= Paul Faure (archaeologist) =

French archaeologist (1916–2007)

Paul Faure (/fr/; 1 January 1916 in Paris – 13 July 2007) was a distinguished French archaeologist and philologist. He worked extensively on the history and linguistics of the Mediterranean, and especially of Crete and of the Minoan civilization.

==Education==
He studied at the Lycée Montaigne, and at the Lycée Louis-le-Grand in Paris. Later, he graduated from École normale supérieure.

He started to teach at various French Lycees in 1943. He taught at French Universities starting from 1955. His doctoral thesis was under the guidance of Dr. Charles Picard.

In 1967, he became professor of Greek language and civilization at the University Blaise Pascal at Clermont-Ferrand. He eventually became Doctor Honoris Causa at the University of Athens.

==Work==
During his life as a scientist, Faure was connected with expeditions and studies of history, historical geography, and linguistics of the Mediterranean and Near East. He has worked and published extensively on topics related to Minoan civilization, particularly on the interpretation of the Linear A writing system.

He started to work in Crete in 1953, and prepared an extensive catalogue of ancient sites. He also explored many Cretan caves, and worked on the historical geography of Crete.

Faure has advanced the hypothesis that the language written in Linear A was a pre-Greek Indo-European language. He has also proposed a deciphering of the Phaistos disc.

With a group of friends, Faure worked on recreations of many of Alexander the Great's military campaigns in the Near and Middle East.

His bibliography comprises more than 70 articles and books, published between 1961 and 2003.

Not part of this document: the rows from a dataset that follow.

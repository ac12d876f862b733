//! Core type aliases and re-exports

pub use glam::{Vec2, IVec2};

/// Standard Result type for the crate
pub type Result<T> = std::result::Result<T, crate::core::error::Error>;
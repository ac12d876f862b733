//! Axis-aligned rectangle

use crate::core::types::Vec2;

/// Axis-aligned rectangle defined by min and max corners
#[derive(Clone, Copy, Debug, Default, PartialEq)]
pub struct Rect {
    pub min: Vec2,
    pub max: Vec2,
}

impl Rect {
    /// Create rectangle from min and max corners
    pub fn new(min: Vec2, max: Vec2) -> Self {
        Self { min, max }
    }

    /// Create the bounding square of a circular region: center plus or minus
    /// the apothem on both axes
    pub fn from_center_apothem(center: Vec2, apothem: f32) -> Self {
        Self {
            min: center - Vec2::splat(apothem),
            max: center + Vec2::splat(apothem),
        }
    }

    /// Get center point
    pub fn center(&self) -> Vec2 {
        (self.min + self.max) * 0.5
    }

    /// Get size (max - min)
    pub fn size(&self) -> Vec2 {
        self.max - self.min
    }

    /// Check if point is inside the rectangle (boundary inclusive)
    pub fn contains_point(&self, p: Vec2) -> bool {
        p.x >= self.min.x && p.x <= self.max.x &&
        p.y >= self.min.y && p.y <= self.max.y
    }

    /// Check if two rectangles intersect (edge-touching counts)
    pub fn intersects(&self, other: &Rect) -> bool {
        self.min.x <= other.max.x && self.max.x >= other.min.x &&
        self.min.y <= other.max.y && self.max.y >= other.min.y
    }

    /// Translate by an offset
    pub fn translated(&self, offset: Vec2) -> Rect {
        Rect {
            min: self.min + offset,
            max: self.max + offset,
        }
    }
}
//! Viewport scroll bookkeeping
//!
//! Minor consumer of the resolved entity position: after each tick the
//! viewport shifts just enough to keep the followed entity inside its
//! per-side minimum margins. It never recenters, so small movements do not
//! scroll the screen.

use crate::core::types::Vec2;

/// Scrolling world-space window kept within margins of a followed entity
#[derive(Clone, Copy, Debug)]
pub struct Viewport {
    /// World position of the top-left corner
    pub x: f32,
    pub y: f32,
    pub width: f32,
    pub height: f32,
    /// Minimum distance from the followed center to each edge
    pub min_margin_north: f32,
    pub min_margin_east: f32,
    pub min_margin_south: f32,
    pub min_margin_west: f32,
}

impl Viewport {
    /// Viewport with margins defaulting to a third of each dimension
    pub fn new(x: f32, y: f32, width: f32, height: f32) -> Self {
        Self {
            x,
            y,
            width,
            height,
            min_margin_north: height / 3.0,
            min_margin_east: width / 3.0,
            min_margin_south: height / 3.0,
            min_margin_west: width / 3.0,
        }
    }

    /// Scroll so the entity stays inside the margins
    pub fn follow(&mut self, center: Vec2, radius: f32) {
        let margin_north = center.y - self.y;
        let margin_east = self.x + self.width - (center.x + radius);
        let margin_south = self.y + self.height - (center.y + radius);
        let margin_west = center.x - self.x;

        if margin_north < self.min_margin_north {
            self.y -= self.min_margin_north - margin_north;
        } else if margin_south < self.min_margin_south {
            self.y += self.min_margin_south - margin_south;
        }
        if margin_west < self.min_margin_west {
            self.x -= self.min_margin_west - margin_west;
        } else if margin_east < self.min_margin_east {
            self.x += self.min_margin_east - margin_east;
        }
    }
}
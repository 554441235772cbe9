//! Error types for access checks
//!
//! Every denial maps to the same `Forbidden` variant so API responses don't
//! reveal whether a permission exists or which role was missing.

use pushwave_rbac::RbacError;
use thiserror::Error;

/// Access error types.
#[derive(Debug, Error)]
pub enum AccessError {
    /// No authenticated principal on the request
    #[error("Authentication required")]
    Unauthenticated,

    /// Principal lacks the required permission
    #[error("Forbidden: insufficient permissions")]
    Forbidden,

    /// Policy could not be loaded or administered
    #[error("Policy error: {0}")]
    Policy(#[from] RbacError),
}

/// Result type for access checks.
pub type AccessResult<T> = Result<T, AccessError>;

impl AccessError {
    /// Check if this error should be logged at error level.
    ///
    /// Denials and unknown role names are expected traffic and are not
    /// server errors.
    pub fn is_server_error(&self) -> bool {
        self.status_code() >= 500
    }

    /// Get HTTP status code for this error.
    ///
    /// An unknown role only reaches this mapping from an administrative
    /// grant or revoke, where it is a missing resource.
    pub fn status_code(&self) -> u16 {
        match self {
            AccessError::Unauthenticated => 401,
            AccessError::Forbidden => 403,
            AccessError::Policy(RbacError::UnknownRole(_)) => 404,
            AccessError::Policy(_) => 500,
        }
    }

    /// Get error code for API responses.
    pub fn error_code(&self) -> &'static str {
        match self {
            AccessError::Unauthenticated => "UNAUTHENTICATED",
            AccessError::Forbidden => "FORBIDDEN",
            AccessError::Policy(e) => e.error_code(),
        }
    }
}

#[cfg(test)]
mod tests {
    use super::*;

    #[test]
    fn test_status_codes() {
        assert_eq!(AccessError::Unauthenticated.status_code(), 401);
        assert_eq!(AccessError::Forbidden.status_code(), 403);
        assert_eq!(
            AccessError::Policy(RbacError::UnknownRole("x".into())).status_code(),
            404
        );
        assert!(!AccessError::Policy(RbacError::UnknownRole("x".into())).is_server_error());
        assert_eq!(
            AccessError::Policy(RbacError::InvalidPolicy("x".into())).status_code(),
            500
        );
    }

    #[test]
    fn test_forbidden_message_is_generic() {
        assert_eq!(
            AccessError::Forbidden.to_string(),
            "Forbidden: insufficient permissions"
        );
        assert_eq!(AccessError::Forbidden.error_code(), "FORBIDDEN");
        assert!(!AccessError::Forbidden.is_server_error());
    }

    #[test]
    fn test_policy_error_conversion() {
        let err: AccessError = RbacError::DuplicateRole("auditor".into()).into();
        assert_eq!(err.error_code(), "DUPLICATE_ROLE");
        assert!(err.is_server_error());
    }
}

Faure was made an honorary citizen of Iraklion, Crete.

==Awards==
- Chevalier de la Légion d'honneur
- Officier de l'Ordre national du Mérite
- Commandeur des Palmes académiques

==Major published works==
- 1964 - Faure, Paul. Fonctions des Cavernes Crétoises. École française d'Athènes, Travaux et mémoires 14.E. de Boccard, Paris.
- 1973 - Faure, Paul. La vie quotidienne en Crète au temps de Minos (1500 av.J.-C.). Hachette, Paris.
- 1975 - Faure, Paul. La vie quotidienne en Grèce au temps de la Guerre de Troie (1250 avant Jésus-Christ). Hachette, Paris.
- 1976 - Faure, Paul (translated by Isolde and K. F. Eisen). Kreta. Das Leben im Reich des Minos. Reclam, Stuttgart.
- 1982 - Faure, Paul. Henri Schliemann: Une vie d'archéologue. Jean Cyrille Godefroy, Paris.
- 1989 - Faure, Paul. Recherches de toponymie crétoise. Opera Selecta. Adolf M. Hakkert, Amsterdam.
- 1990 - Faure, Paul (translated by Barbara Brumm). Magie der Düfte. Eine Kulturgeschichte der Wohlgerüche. Von den Pharaonen zu den Römern. Artemis Verlag, München and Zürich.
- 1992 - Faure, Paul (editor and translator). Henri Schliemann: Une vie d'archéologue. Jean-Cyrille Godefroy, Paris, France.
- 1996 - Faure, Paul. Iera spilea tis Kritis (Sifis Kamaris, translator). Iraklion: Vikelea Vivliothiki.